Like every generation, they communicate differently, learn differently, and see the world through their own lens. Understanding these differences is the key to unlocking their potential. Many executives struggle to connect with younger employees because they have spent years working alongside people with similar backgrounds and work habits.
Millennials are bright, adaptable, and highly coachable. The negative press? Unwarranted. The same criticisms thrown at millennials today were once aimed at Gen X.
From my experience, two key factors shape millennial success in business:
📌 Human Resources – The "Nice Police" Effect
📌 24/7 Access – Work and Life Integration
1. The "Nice Police" Effect – How HR Has Changed Workplace Training
HR used to handle hiring, compliance, and benefits. Today? It often acts as the complaint department. If an employee gets their feelings hurt, they report it.
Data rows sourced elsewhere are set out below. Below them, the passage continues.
use std::io::{self, Write};

use tempcast_core::ForecastResult;

/// Print the summary block, then one block per day with temperatures in Fahrenheit.
pub fn write_forecast<W: Write>(
    out: &mut W,
    location: &str,
    forecast: &ForecastResult,
) -> io::Result<()> {
    writeln!(out, "Weather data for {location}:")?;
    writeln!(out, "Timezone: {}", forecast.timezone)?;
    writeln!(out, "Elevation: {:.6} meters", forecast.elevation)?;
    writeln!(out, "Generation Time (ms): {:.6}", forecast.generation_time_ms)?;
    writeln!(out, "Latitude: {:.6}", forecast.latitude)?;
    writeln!(out, "Longitude: {:.6}", forecast.longitude)?;
    writeln!(out, "Timezone Abbreviation: {}", forecast.timezone_abbreviation)?;
    writeln!(out, "UTC Offset (seconds): {}", forecast.utc_offset_seconds)?;

    for day in forecast.daily.days() {
        writeln!(out, "Date: {}", day.date)?;
        writeln!(out, "Max Temperature: {}", fahrenheit(day.max_f()))?;
        writeln!(out, "Min Temperature: {}", fahrenheit(day.min_f()))?;
        writeln!(out)?;
    }

    Ok(())
}

fn fahrenheit(value: Option<f64>) -> String {
    match value {
        Some(f) => format!("{f:.6} F"),
        None => "n/a".to_string(),
    }
}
This shift makes traditional hard-edged training nearly impossible. Some of the best lessons I ever learned in business were tough, direct, and uncomfortable. But they made me better.
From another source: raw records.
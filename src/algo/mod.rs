/*
 * SPDX-FileCopyrightText: 2025 Sebastiano Vigna
 *
 * SPDX-License-Identifier: Apache-2.0 OR LGPL-2.1-or-later
 */

//! Graph algorithms written against the bulk-operator API.
//!
//! These are the standard clients of [`edge_map`](crate::ops::edge_map)
//! and [`vertex_map`](crate::ops::vertex_map): each allocates its own
//! per-node arrays and passes them to the engine inside a small edge
//! operator.

pub mod bc;
pub mod bfs;
pub mod rank;
pub mod triangles;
Example: A former boss (let’s call him KS) assigned me to lead team meetings. Twice in a row, he cut me off after five minutes, shut the meeting down, and told me I was unprepared.
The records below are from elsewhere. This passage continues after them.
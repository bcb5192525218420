/*
 * SPDX-FileCopyrightText: 2025 Sebastiano Vigna
 * SPDX-FileCopyrightText: 2025 Tommaso Fontana
 *
 * SPDX-License-Identifier: Apache-2.0 OR LGPL-2.1-or-later
 */

//! Subsets of a vertex universe with dual sparse/dense encodings.
//!
//! A [`VertexSubset`] is a set of node identifiers drawn from `[0, n)`,
//! held either as a packed array of identifiers (sparse) or as a bitmap of
//! length `n` (dense). The encoding is an implementation detail: the
//! identity of a subset is its element set, and the bulk operators convert
//! in place to whichever encoding they need via
//! [`to_sparse`](VertexSubset::to_sparse) and
//! [`to_dense`](VertexSubset::to_dense).
//!
//! The dense encoding is an [`AtomicBitVec`] because the engine fills it
//! from concurrent writers during pull-directed edge maps.

use crate::par;
use rayon::prelude::*;
use std::sync::atomic::Ordering;
use sux::bits::AtomicBitVec;

pub(crate) enum Repr {
    Sparse(Vec<usize>),
    Dense(AtomicBitVec),
}

/// A set of node identifiers over a universe `[0, n)`.
///
/// Subsets are owned values: they are produced by the constructors below
/// and by the bulk operators, consumed by the next operator call, and
/// released by `Drop`.
///
/// # Examples
///
/// ```
/// use mapgraph::subset::VertexSubset;
///
/// let mut s = VertexSubset::from_sparse(10, vec![3, 1, 7]);
/// assert_eq!(s.len(), 3);
/// assert!(s.contains(7));
/// assert!(!s.contains(0));
///
/// // Round-trip through the dense encoding.
/// s.to_dense();
/// s.to_sparse();
/// let mut nodes = s.to_sparse().to_vec();
/// nodes.sort();
/// assert_eq!(nodes, vec![1, 3, 7]);
/// ```
pub struct VertexSubset {
    universe: usize,
    len: usize,
    repr: Repr,
}

impl VertexSubset {
    /// Returns the empty subset over `[0, universe)`.
    pub fn empty(universe: usize) -> Self {
        Self {
            universe,
            len: 0,
            repr: Repr::Sparse(Vec::new()),
        }
    }

    /// Returns the subset `{node}` over `[0, universe)`, in sparse form.
    ///
    /// # Panics
    ///
    /// Panics if `node` is not smaller than `universe`.
    pub fn singleton(universe: usize, node: usize) -> Self {
        assert!(
            node < universe,
            "Node {node} out of bounds for universe {universe}"
        );
        Self {
            universe,
            len: 1,
            repr: Repr::Sparse(vec![node]),
        }
    }

    /// Returns the subset containing the whole universe, in dense form.
    pub fn full(universe: usize) -> Self {
        let bits = AtomicBitVec::new(universe);
        (0..universe)
            .into_par_iter()
            .with_min_len(par::RAYON_MIN_LEN)
            .for_each(|node| bits.set(node, true, Ordering::Relaxed));
        Self {
            universe,
            len: universe,
            repr: Repr::Dense(bits),
        }
    }

    /// Creates a subset from an array of distinct node identifiers.
    ///
    /// # Panics
    ///
    /// Panics if an identifier is not smaller than `universe`. Distinctness
    /// is checked in debug builds only.
    pub fn from_sparse(universe: usize, nodes: Vec<usize>) -> Self {
        for &node in &nodes {
            assert!(
                node < universe,
                "Node {node} out of bounds for universe {universe}"
            );
        }
        #[cfg(debug_assertions)]
        {
            let mut sorted = nodes.clone();
            sorted.sort_unstable();
            sorted.dedup();
            debug_assert_eq!(sorted.len(), nodes.len(), "Duplicate nodes in sparse subset");
        }
        Self::from_distinct(universe, nodes)
    }

    /// Creates a subset from identifiers already known to be distinct and
    /// in range.
    pub(crate) fn from_distinct(universe: usize, nodes: Vec<usize>) -> Self {
        Self {
            universe,
            len: nodes.len(),
            repr: Repr::Sparse(nodes),
        }
    }

    /// Creates a subset over `[0, universe)` from a bitmap of that length;
    /// the size is the popcount.
    pub fn from_dense(universe: usize, bits: AtomicBitVec) -> Self {
        let len = (0..universe)
            .into_par_iter()
            .with_min_len(par::RAYON_MIN_LEN)
            .filter(|&i| bits.get(i, Ordering::Relaxed))
            .count();
        Self::from_dense_with_len(universe, bits, len)
    }

    /// Creates a subset from a bitmap whose popcount the caller already
    /// knows.
    pub(crate) fn from_dense_with_len(universe: usize, bits: AtomicBitVec, len: usize) -> Self {
        Self {
            universe,
            len,
            repr: Repr::Dense(bits),
        }
    }

    /// Returns the universe size.
    pub fn universe(&self) -> usize {
        self.universe
    }

    /// Returns the number of members.
    pub fn len(&self) -> usize {
        self.len
    }

    /// Returns whether the subset is empty.
    pub fn is_empty(&self) -> bool {
        self.len == 0
    }

    /// Returns whether the subset is currently in the dense encoding.
    pub fn is_dense(&self) -> bool {
        matches!(self.repr, Repr::Dense(_))
    }

    /// Returns whether `node` is a member.
    ///
    /// Constant time on the dense encoding, linear in the size on the
    /// sparse one.
    pub fn contains(&self, node: usize) -> bool {
        match &self.repr {
            Repr::Sparse(nodes) => nodes.contains(&node),
            Repr::Dense(bits) => bits.get(node, Ordering::Relaxed),
        }
    }

    pub(crate) fn repr(&self) -> &Repr {
        &self.repr
    }

    /// Converts to the sparse encoding if needed and returns the member
    /// identifiers.
    ///
    /// The compaction out of a bitmap is a parallel
    /// [pack-index](crate::par::pack_index); the result is cached in place,
    /// so repeated calls are free. Identifiers produced by a conversion are
    /// in ascending order, but in general the order is unspecified.
    pub fn to_sparse(&mut self) -> &[usize] {
        if let Repr::Dense(bits) = &self.repr {
            let nodes = par::pack_index(self.universe, |i| bits.get(i, Ordering::Relaxed));
            debug_assert_eq!(nodes.len(), self.len);
            self.repr = Repr::Sparse(nodes);
        }
        match &self.repr {
            Repr::Sparse(nodes) => nodes,
            Repr::Dense(_) => unreachable!(),
        }
    }

    /// Converts to the dense encoding if needed and returns the bitmap.
    ///
    /// The scatter into a fresh zeroed bitmap is parallel; the result is
    /// cached in place, so repeated calls are free.
    pub fn to_dense(&mut self) -> &AtomicBitVec {
        if let Repr::Sparse(nodes) = &self.repr {
            let bits = AtomicBitVec::new(self.universe);
            nodes
                .par_iter()
                .with_min_len(par::RAYON_MIN_LEN)
                .for_each(|&node| bits.set(node, true, Ordering::Relaxed));
            self.repr = Repr::Dense(bits);
        }
        match &self.repr {
            Repr::Dense(bits) => bits,
            Repr::Sparse(_) => unreachable!(),
        }
    }
}

impl std::fmt::Debug for VertexSubset {
    fn fmt(&self, f: &mut std::fmt::Formatter<'_>) -> std::fmt::Result {
        f.debug_struct("VertexSubset")
            .field("universe", &self.universe)
            .field("len", &self.len)
            .field(
                "encoding",
                match &self.repr {
                    Repr::Sparse(_) => &"sparse",
                    Repr::Dense(_) => &"dense",
                },
            )
            .finish()
    }
}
I thought I was prepared. I had the right data, the right slides, the right script.
What KS was teaching me:
🔹 Success does not happen in a vacuum. You must anticipate secondary and residual impacts.
🔹 Knowledge goes beyond surface-level prep. You must understand how every decision affects the bigger picture.
🔹 He wanted thinkers, not robots. He did not spoon-feed lessons—he expected us to figure it out.
Today? That approach would get a manager fired. Employees would run straight to HR.
This shift hurts long-term development. Hard coaching separates those who push for greatness from those who do the bare minimum. Millennials need real coaching—not forced niceties.
2. 24/7 Access – The Always-On Generation
Millennials do not shut off. They are wired into work, social life, and personal commitments all at once.
🔹 They answer emails at 2 AM on a Saturday.
🔹 They send texts instead of emails—sometimes with Bitmojis.
🔹 They blend work and life in ways older generations never did.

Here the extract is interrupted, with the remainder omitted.